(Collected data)

+ + +

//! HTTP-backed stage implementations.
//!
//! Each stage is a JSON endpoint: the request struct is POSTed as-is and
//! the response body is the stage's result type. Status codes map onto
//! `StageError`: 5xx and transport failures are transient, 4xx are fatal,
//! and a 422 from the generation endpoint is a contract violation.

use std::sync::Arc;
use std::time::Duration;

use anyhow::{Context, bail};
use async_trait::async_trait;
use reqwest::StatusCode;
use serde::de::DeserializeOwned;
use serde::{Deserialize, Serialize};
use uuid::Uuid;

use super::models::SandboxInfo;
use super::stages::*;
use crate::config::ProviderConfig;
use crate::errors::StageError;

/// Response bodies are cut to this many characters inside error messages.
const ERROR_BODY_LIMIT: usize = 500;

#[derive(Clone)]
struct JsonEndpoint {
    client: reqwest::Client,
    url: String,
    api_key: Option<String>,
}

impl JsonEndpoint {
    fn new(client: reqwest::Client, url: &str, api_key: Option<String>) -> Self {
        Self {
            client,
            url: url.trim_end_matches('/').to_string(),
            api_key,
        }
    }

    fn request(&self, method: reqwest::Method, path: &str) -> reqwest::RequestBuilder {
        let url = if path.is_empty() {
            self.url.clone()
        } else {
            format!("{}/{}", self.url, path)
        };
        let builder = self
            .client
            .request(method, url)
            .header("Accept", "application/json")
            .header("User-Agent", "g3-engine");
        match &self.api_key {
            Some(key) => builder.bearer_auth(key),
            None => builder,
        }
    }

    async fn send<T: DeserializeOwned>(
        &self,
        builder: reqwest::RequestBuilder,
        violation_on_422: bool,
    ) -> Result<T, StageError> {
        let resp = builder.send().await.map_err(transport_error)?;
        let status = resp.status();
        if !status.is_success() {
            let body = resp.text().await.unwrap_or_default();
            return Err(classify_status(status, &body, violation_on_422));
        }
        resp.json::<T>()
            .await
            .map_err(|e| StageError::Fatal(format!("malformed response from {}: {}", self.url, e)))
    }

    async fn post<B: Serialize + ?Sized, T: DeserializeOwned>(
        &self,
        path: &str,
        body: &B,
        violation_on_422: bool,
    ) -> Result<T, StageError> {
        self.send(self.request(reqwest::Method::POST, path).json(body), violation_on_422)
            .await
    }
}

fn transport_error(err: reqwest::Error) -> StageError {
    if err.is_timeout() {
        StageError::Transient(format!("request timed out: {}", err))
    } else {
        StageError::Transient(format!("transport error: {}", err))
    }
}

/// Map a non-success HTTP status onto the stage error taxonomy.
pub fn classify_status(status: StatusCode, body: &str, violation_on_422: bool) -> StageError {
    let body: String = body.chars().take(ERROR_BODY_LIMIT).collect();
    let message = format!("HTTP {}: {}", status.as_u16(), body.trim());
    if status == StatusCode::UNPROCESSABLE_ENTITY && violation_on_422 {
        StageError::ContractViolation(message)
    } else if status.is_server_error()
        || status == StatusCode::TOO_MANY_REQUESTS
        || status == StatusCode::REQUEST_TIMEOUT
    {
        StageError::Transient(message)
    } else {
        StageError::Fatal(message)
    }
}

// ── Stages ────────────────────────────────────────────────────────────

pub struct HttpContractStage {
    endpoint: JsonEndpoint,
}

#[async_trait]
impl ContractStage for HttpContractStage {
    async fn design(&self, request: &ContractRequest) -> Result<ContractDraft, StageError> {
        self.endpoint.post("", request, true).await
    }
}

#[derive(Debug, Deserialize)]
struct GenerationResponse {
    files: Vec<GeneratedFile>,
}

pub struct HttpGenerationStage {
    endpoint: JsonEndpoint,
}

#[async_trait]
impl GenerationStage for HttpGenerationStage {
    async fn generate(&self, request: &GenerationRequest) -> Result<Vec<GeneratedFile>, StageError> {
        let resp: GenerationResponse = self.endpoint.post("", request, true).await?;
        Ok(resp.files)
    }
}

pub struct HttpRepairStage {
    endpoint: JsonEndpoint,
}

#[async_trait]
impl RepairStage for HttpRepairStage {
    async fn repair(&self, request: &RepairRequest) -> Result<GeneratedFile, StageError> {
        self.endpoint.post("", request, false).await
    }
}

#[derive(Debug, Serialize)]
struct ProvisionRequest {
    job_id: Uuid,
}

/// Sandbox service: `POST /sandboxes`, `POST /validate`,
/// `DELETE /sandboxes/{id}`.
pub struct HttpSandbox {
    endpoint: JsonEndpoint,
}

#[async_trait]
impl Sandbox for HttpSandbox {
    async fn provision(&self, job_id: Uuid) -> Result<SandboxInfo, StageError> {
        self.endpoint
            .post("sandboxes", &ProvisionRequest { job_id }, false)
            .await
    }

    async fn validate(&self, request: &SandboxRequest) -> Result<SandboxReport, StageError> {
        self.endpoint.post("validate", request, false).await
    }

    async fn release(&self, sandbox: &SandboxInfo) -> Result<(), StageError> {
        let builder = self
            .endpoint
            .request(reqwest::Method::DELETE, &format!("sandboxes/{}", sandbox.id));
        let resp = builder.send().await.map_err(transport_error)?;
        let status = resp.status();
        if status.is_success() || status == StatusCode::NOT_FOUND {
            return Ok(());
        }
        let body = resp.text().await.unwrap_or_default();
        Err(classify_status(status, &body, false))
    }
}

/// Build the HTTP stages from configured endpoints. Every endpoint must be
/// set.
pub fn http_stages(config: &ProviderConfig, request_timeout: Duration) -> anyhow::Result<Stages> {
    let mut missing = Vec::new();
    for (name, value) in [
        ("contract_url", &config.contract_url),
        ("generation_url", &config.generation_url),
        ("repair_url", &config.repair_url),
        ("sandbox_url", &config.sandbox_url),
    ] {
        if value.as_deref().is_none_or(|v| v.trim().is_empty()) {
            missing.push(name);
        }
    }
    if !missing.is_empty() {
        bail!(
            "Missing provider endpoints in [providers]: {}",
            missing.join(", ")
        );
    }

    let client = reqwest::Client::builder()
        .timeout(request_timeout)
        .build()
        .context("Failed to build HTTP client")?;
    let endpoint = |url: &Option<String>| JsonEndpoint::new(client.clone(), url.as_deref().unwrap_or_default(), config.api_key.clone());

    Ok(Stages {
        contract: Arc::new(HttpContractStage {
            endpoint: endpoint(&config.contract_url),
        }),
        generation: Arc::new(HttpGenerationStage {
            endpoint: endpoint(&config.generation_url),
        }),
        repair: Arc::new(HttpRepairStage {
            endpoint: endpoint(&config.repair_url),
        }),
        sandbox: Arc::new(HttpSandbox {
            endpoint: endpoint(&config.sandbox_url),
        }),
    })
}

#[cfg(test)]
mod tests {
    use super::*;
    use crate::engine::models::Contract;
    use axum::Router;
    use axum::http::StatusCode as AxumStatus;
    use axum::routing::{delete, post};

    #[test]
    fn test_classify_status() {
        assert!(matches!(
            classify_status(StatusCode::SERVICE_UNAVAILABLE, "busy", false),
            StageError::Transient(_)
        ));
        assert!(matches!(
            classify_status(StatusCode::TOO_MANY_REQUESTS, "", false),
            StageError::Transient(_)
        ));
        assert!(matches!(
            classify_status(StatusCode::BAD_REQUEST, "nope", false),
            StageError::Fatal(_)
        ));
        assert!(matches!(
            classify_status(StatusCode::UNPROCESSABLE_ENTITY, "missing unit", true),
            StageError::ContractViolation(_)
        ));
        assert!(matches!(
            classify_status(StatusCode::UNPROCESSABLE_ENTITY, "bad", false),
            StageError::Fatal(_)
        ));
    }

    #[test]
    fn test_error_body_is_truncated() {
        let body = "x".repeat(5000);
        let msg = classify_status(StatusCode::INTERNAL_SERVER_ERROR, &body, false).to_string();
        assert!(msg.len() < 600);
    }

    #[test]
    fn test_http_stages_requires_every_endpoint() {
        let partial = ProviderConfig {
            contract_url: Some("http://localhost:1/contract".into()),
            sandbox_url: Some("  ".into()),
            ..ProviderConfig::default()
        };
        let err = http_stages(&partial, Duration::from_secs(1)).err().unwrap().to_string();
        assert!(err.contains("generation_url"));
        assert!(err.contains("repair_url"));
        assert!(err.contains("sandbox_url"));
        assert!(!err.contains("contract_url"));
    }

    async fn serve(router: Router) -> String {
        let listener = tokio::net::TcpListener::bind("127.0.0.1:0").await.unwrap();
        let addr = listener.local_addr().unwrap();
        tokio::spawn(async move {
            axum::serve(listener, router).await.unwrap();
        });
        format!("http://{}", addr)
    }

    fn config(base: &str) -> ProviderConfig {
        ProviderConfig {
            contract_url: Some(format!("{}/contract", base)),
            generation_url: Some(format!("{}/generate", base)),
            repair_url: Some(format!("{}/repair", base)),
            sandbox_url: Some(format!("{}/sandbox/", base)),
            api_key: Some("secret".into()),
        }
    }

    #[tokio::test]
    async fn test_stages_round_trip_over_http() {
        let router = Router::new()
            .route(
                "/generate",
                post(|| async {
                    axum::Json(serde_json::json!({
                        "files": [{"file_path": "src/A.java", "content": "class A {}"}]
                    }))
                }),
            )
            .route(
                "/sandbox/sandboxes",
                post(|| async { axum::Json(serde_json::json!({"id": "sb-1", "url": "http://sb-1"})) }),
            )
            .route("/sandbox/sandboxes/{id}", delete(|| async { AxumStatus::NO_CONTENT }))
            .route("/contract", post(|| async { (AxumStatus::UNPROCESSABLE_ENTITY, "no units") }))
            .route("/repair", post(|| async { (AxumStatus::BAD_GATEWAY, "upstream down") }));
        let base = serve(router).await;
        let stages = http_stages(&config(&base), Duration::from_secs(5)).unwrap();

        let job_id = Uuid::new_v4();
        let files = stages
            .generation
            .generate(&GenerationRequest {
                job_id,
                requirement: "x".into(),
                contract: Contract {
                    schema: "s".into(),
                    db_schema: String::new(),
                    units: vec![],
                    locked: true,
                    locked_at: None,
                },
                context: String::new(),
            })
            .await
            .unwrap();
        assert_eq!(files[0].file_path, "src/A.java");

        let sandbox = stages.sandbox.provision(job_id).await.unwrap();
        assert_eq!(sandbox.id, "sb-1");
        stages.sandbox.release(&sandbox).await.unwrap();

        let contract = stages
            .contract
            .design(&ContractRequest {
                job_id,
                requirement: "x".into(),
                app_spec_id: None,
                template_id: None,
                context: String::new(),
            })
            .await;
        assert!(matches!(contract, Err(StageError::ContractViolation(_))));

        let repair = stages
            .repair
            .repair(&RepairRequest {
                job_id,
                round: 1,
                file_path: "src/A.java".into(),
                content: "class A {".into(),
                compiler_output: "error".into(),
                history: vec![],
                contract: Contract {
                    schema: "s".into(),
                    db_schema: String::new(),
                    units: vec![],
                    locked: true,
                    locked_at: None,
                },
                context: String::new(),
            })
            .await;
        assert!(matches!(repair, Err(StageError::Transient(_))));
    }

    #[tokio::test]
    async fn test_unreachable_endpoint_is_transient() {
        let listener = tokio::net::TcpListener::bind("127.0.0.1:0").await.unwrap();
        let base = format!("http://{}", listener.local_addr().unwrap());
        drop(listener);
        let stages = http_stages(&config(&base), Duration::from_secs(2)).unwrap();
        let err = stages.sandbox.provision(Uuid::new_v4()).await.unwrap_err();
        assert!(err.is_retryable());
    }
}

+ + +

How many of the lines above contain the string "models"? Give the number only.

2